Mas Haris memang mengharuskanku berbagi gaji dengan Ibunya. Sebenarnya aku tak masalah Mas Haris memberi ibunya, namun yang kuberatkan, jatah ibunya lebih banyak dari jatahku, istrinya. Bahkan, untuk kebutuhan dapur, aku yang sering menutupi. Mas Haris tahunya gajinya cukup untuk satu bulan.

"Gajiku 'kan harus kubagi dengan ibu, Rin. Aku anak lelakinya, jadi kewajibanku menafkahi ibu dan adikku. Kamu mau, punya suami yang durhaka pada ibunya? Kamu mau aku membantah kata-kata ibu." Mas Haris semakin berapi-api.

"Terus, kamu tidak mencukupi kebutuhan istrimu, bukankah itu juga durhaka kepada istri, Mas. Aku tidak pernah melarangmu berbakti pada ibumu, Mas, tapi setidaknya, lihatlah kehidupan istrimu dulu. Sudahkah nafkahnya tercukupi?" Aku tak kalah emosi.

Kepalaku yang pusing, ditambah perut sudah keroncongan, membuatku gampang tersulut emosi.

"Kamu memang enggak bisa diatur sekarang, Rin. Mulai berani membantah."

"Sudahlah, Mas. Tiap habis gajian, selalu ada saja yang diributkan. Aku capek, Mas ribut terus. Andai Mas bisa adil padaku dan ibu, aku tak mempermasalahkan gajiku semua ditabung. Andai Mas bisa mencukupi kebutuhanku, aku tak akan berbicara seperti ini. Mas seolah menutup mata dengan keperluan pribadiku. Aku bosan, Mas." Aku berlalu ke kamar dengan perasaan yang susah digambarkan. Letih sekali jiwa dan pikiranku. Air mata yang sedari tadi tertahan, akhirnya lolos juga.

Aku juga seorang wanita. Aku juga bisa sedih dan menangis. Bukankah hati wanita begitu lembut?

Terdengar, Mas Haris menyalakan mesin motornya. Kudengar suara deru motor Mas Haris, namun suaranya semakin menjauh , pastilah dia ke rumah ibunya, untuk mengadu. Aku menangis sejadi-jadinya meratapi kenyataan hidupku sekarang.

Aku bosan, menjalani hidup yang penuh drama ini.

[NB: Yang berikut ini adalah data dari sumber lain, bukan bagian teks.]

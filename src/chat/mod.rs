//! Client side of the portfolio chat: decode the relay's event stream
//! and grow the assistant reply as deltas arrive.

mod client;
mod conversation;
pub mod decoder;

pub use client::{ChatClient, decode_deltas};
pub use conversation::{Conversation, FALLBACK_REPLY, GREETING, Turn, TurnOutcome};
pub use decoder::StreamDecoder;
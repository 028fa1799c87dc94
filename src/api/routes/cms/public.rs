//! Public types for the content API
use serde::{Deserialize, Serialize};

pub const ADMIN_TOKEN_HEADER: &str = "x-admin-token";

#[derive(Serialize, Deserialize)]
pub struct DataResponse<T> {
    pub data: T,
}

Masalah utamanya selalu uang. Bukan kami kekurangan uang, ekonomi kami cukup bagus. Sebenarnya gaji mas Haris saja lebih dari cukup untuk kehidupan kami tanpa aku harus capek bekerja.

Andai Mas Haris tak memberikan separuh lebih gajinya pada Ibu, tak mungkin kami sering bertengkar. Andai Mas Haris bisa memperlakukanku dan Ibunya dengan adil, aku tak mungkin menghalangi baktinya pada ibu.

Selama ini, aku sudah cukup bersabar dengan sikap Mas Haris. Tiga tahun bukanlah waktu sebentar. Seumur pernikahan kami, belum pernah Mas Haris memberi gajinya secara utuh kepadaku. Dia bilang, ini semua sebagai bakti pada ibunya. Iya, berbakti pada ibunya dengan mendholimi istrinya.